→ **What to produce**: Restate, word for word, every line of the data.

** Exercise inputs follows **

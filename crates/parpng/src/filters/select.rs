/*
 * Copyright (c) 2023.
 *
 * This software is free software; You can redistribute it or modify it under terms of the MIT, Apache License or Zlib license
 */

//! Per row filter selection

use parpng_core::options::{FilterMode, FilterType, Strategy};

use crate::filters::{filter_scanline, FilteredRow};

/// Sum of the filtered bytes read as signed values
///
/// The usual minimum sum of absolute differences heuristic, small
/// signed values compress well.
#[inline]
pub fn filter_cost(filtered: &[u8]) -> u64 {
    filtered
        .iter()
        .map(|&b| u64::from((b as i8).unsigned_abs()))
        .sum()
}

/// Chooses and applies filters row by row
///
/// Holds one scratch row per filter so trying all five filters does
/// not allocate. Each worker owns its own selector.
pub struct FilterSelector {
    mode:    FilterMode,
    bpp:     usize,
    scratch: [Vec<u8>; 5]
}

impl FilterSelector {
    pub fn new(strategy: Strategy, mode: FilterMode, bpp: usize, row_bytes: usize) -> FilterSelector {
        // rows the compressor will not match across are left alone
        let mode = match mode {
            FilterMode::Adaptive if strategy.skips_filtering() => {
                FilterMode::Fixed(FilterType::None)
            }
            mode => mode
        };
        FilterSelector {
            mode,
            bpp,
            scratch: core::array::from_fn(|_| vec![0; row_bytes])
        }
    }

    /// Filter `current` given the raw row above it
    ///
    /// `previous` is all zeroes for the first row of the image. In adaptive
    /// mode the filter with the lowest [`filter_cost`] wins, ties go
    /// to the filter listed first in [`FilterType::ALL`].
    pub fn filter<'s>(&'s mut self, current: &[u8], previous: &[u8]) -> FilteredRow<'s> {
        let filter = match self.mode {
            FilterMode::Fixed(filter) => {
                let out = &mut self.scratch[usize::from(filter.to_int())];
                filter_scanline(current, previous, out, filter, self.bpp);
                filter
            }
            FilterMode::Adaptive => {
                let mut best = FilterType::None;
                let mut best_cost = u64::MAX;

                for filter in FilterType::ALL {
                    let out = &mut self.scratch[usize::from(filter.to_int())];
                    filter_scanline(current, previous, out, filter, self.bpp);

                    let cost = filter_cost(out);
                    if cost < best_cost {
                        best = filter;
                        best_cost = cost;
                    }
                }
                best
            }
        };
        FilteredRow {
            filter,
            payload: &self.scratch[usize::from(filter.to_int())]
        }
    }
}

#[cfg(test)]
mod tests {
    use parpng_core::options::{FilterMode, FilterType, Strategy};

    use super::{filter_cost, FilterSelector};
    use crate::filters::filter_row;

    #[test]
    fn cost_reads_bytes_as_signed() {
        assert_eq!(filter_cost(&[0, 1, 255, 128, 127]), 1 + 1 + 128 + 127);
    }

    #[test]
    fn huffman_and_rle_skip_filtering() {
        for strategy in [Strategy::Huffman, Strategy::Rle] {
            let mut selector = FilterSelector::new(strategy, FilterMode::Adaptive, 1, 4);
            // Up would give all zeroes here
            let row = selector.filter(&[5, 6, 7, 8], &[5, 6, 7, 8]);
            assert_eq!(row.filter, FilterType::None);
            assert_eq!(row.payload, &[5, 6, 7, 8]);
        }
    }

    #[test]
    fn fixed_filter_always_used() {
        let mut selector =
            FilterSelector::new(Strategy::Huffman, FilterMode::Fixed(FilterType::Up), 1, 3);
        let row = selector.filter(&[3, 3, 3], &[1, 2, 3]);

        assert_eq!(row.filter, FilterType::Up);
        assert_eq!(row.payload, &[2, 1, 0]);
    }

    #[test]
    fn ties_prefer_lower_filter() {
        // a zero row costs nothing under every filter
        let mut selector = FilterSelector::new(Strategy::Default, FilterMode::Adaptive, 3, 6);
        assert_eq!(selector.filter(&[0; 6], &[0; 6]).filter, FilterType::None);

        // identical rows: Up and Paeth both give zeroes, Up comes first
        let row = [10, 20, 30, 40, 50, 60];
        assert_eq!(selector.filter(&row, &row).filter, FilterType::Up);
    }

    #[test]
    fn adaptive_picks_minimum_cost() {
        let previous: Vec<u8> = (0..64_u32).map(|x| (x * 13 % 256) as u8).collect();
        let current: Vec<u8> = (0..64_u32).map(|x| (x * 4 + 9) as u8).collect();

        let mut selector = FilterSelector::new(Strategy::Filtered, FilterMode::Adaptive, 4, 64);
        let chosen = selector.filter(&current, &previous);

        let costs: Vec<u64> = FilterType::ALL
            .iter()
            .map(|&f| filter_cost(&filter_row(&current, &previous, f, 4)))
            .collect();
        let min = *costs.iter().min().unwrap();

        assert_eq!(filter_cost(chosen.payload), min);
        assert_eq!(costs[usize::from(chosen.filter.to_int())], min);
    }
}
/*
 * Copyright (c) 2023.
 *
 * This software is free software; You can redistribute it or modify it under terms of the MIT, Apache License or Zlib license
 */

pub mod writers;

** End of Exercise inputs **

→ **Reply to the exercise**:
filename crates/parpng/src/filters/select.rs
/*
 * Copyright (c) 2023.
 *
 * This software is free software; You can redistribute it or modify it under terms of the MIT, Apache License or Zlib license
 */

//! Per row filter selection

use parpng_core::options::{FilterMode, FilterType, Strategy};

use crate::filters::{filter_scanline, FilteredRow};

/// Sum of the filtered bytes read as signed values
///
/// The usual minimum sum of absolute differences heuristic, small
/// signed values compress well.
#[inline]
pub fn filter_cost(filtered: &[u8]) -> u64 {
    filtered
        .iter()
        .map(|&b| u64::from((b as i8).unsigned_abs()))
        .sum()
}

/// Chooses and applies filters row by row
///
/// Holds one scratch row per filter so trying all five filters does
/// not allocate. Each worker owns its own selector.
pub struct FilterSelector {
    mode:    FilterMode,
    bpp:     usize,
    scratch: [Vec<u8>; 5]
}

impl FilterSelector {
    pub fn new(strategy: Strategy, mode: FilterMode, bpp: usize, row_bytes: usize) -> FilterSelector {
        // rows the compressor will not match across are left alone
        let mode = match mode {
            FilterMode::Adaptive if strategy.skips_filtering() => {
                FilterMode::Fixed(FilterType::None)
            }
            mode => mode
        };
        FilterSelector {
            mode,
            bpp,
            scratch: core::array::from_fn(|_| vec![0; row_bytes])
        }
    }

    /// Filter `current` given the raw row above it
    ///
    /// `previous` is all zeroes for the first row of the image. In adaptive
    /// mode the filter with the lowest [`filter_cost`] wins, ties go
    /// to the filter listed first in [`FilterType::ALL`].
    pub fn filter<'s>(&'s mut self, current: &[u8], previous: &[u8]) -> FilteredRow<'s> {
        let filter = match self.mode {
            FilterMode::Fixed(filter) => {
                let out = &mut self.scratch[usize::from(filter.to_int())];
                filter_scanline(current, previous, out, filter, self.bpp);
                filter
            }
            FilterMode::Adaptive => {
                let mut best = FilterType::None;
                let mut best_cost = u64::MAX;

                for filter in FilterType::ALL {
                    let out = &mut self.scratch[usize::from(filter.to_int())];
                    filter_scanline(current, previous, out, filter, self.bpp);

                    let cost = filter_cost(out);
                    if cost < best_cost {
                        best = filter;
                        best_cost = cost;
                    }
                }
                best
            }
        };
        FilteredRow {
            filter,
            payload: &self.scratch[usize::from(filter.to_int())]
        }
    }
}

#[cfg(test)]
mod tests {
    use parpng_core::options::{FilterMode, FilterType, Strategy};

    use super::{filter_cost, FilterSelector};
    use crate::filters::filter_row;

    #[test]
    fn cost_reads_bytes_as_signed() {
        assert_eq!(filter_cost(&[0, 1, 255, 128, 127]), 1 + 1 + 128 + 127);
    }

    #[test]
    fn huffman_and_rle_skip_filtering() {
        for strategy in [Strategy::Huffman, Strategy::Rle] {
            let mut selector = FilterSelector::new(strategy, FilterMode::Adaptive, 1, 4);
            // Up would give all zeroes here
            let row = selector.filter(&[5, 6, 7, 8], &[5, 6, 7, 8]);
            assert_eq!(row.filter, FilterType::None);
            assert_eq!(row.payload, &[5, 6, 7, 8]);
        }
    }

    #[test]
    fn fixed_filter_always_used() {
        let mut selector =
            FilterSelector::new(Strategy::Huffman, FilterMode::Fixed(FilterType::Up), 1, 3);
        let row = selector.filter(&[3, 3, 3], &[1, 2, 3]);

        assert_eq!(row.filter, FilterType::Up);
        assert_eq!(row.payload, &[2, 1, 0]);
    }

    #[test]
    fn ties_prefer_lower_filter() {
        // a zero row costs nothing under every filter
        let mut selector = FilterSelector::new(Strategy::Default, FilterMode::Adaptive, 3, 6);
        assert_eq!(selector.filter(&[0; 6], &[0; 6]).filter, FilterType::None);

        // identical rows: Up and Paeth both give zeroes, Up comes first
        let row = [10, 20, 30, 40, 50, 60];
        assert_eq!(selector.filter(&row, &row).filter, FilterType::Up);
    }

    #[test]
    fn adaptive_picks_minimum_cost() {
        let previous: Vec<u8> = (0..64_u32).map(|x| (x * 13 % 256) as u8).collect();
        let current: Vec<u8> = (0..64_u32).map(|x| (x * 4 + 9) as u8).collect();

        let mut selector = FilterSelector::new(Strategy::Filtered, FilterMode::Adaptive, 4, 64);
        let chosen = selector.filter(&current, &previous);

        let costs: Vec<u64> = FilterType::ALL
            .iter()
            .map(|&f| filter_cost(&filter_row(&current, &previous, f, 4)))
            .collect();
        let min = *costs.iter().min().unwrap();

        assert_eq!(filter_cost(chosen.payload), min);
        assert_eq!(costs[usize::from(chosen.filter.to_int())], min);
    }
}
/*
 * Copyright (c) 2023.
 *
 * This software is free software; You can redistribute it or modify it under terms of the MIT, Apache License or Zlib license
 */

pub mod writers;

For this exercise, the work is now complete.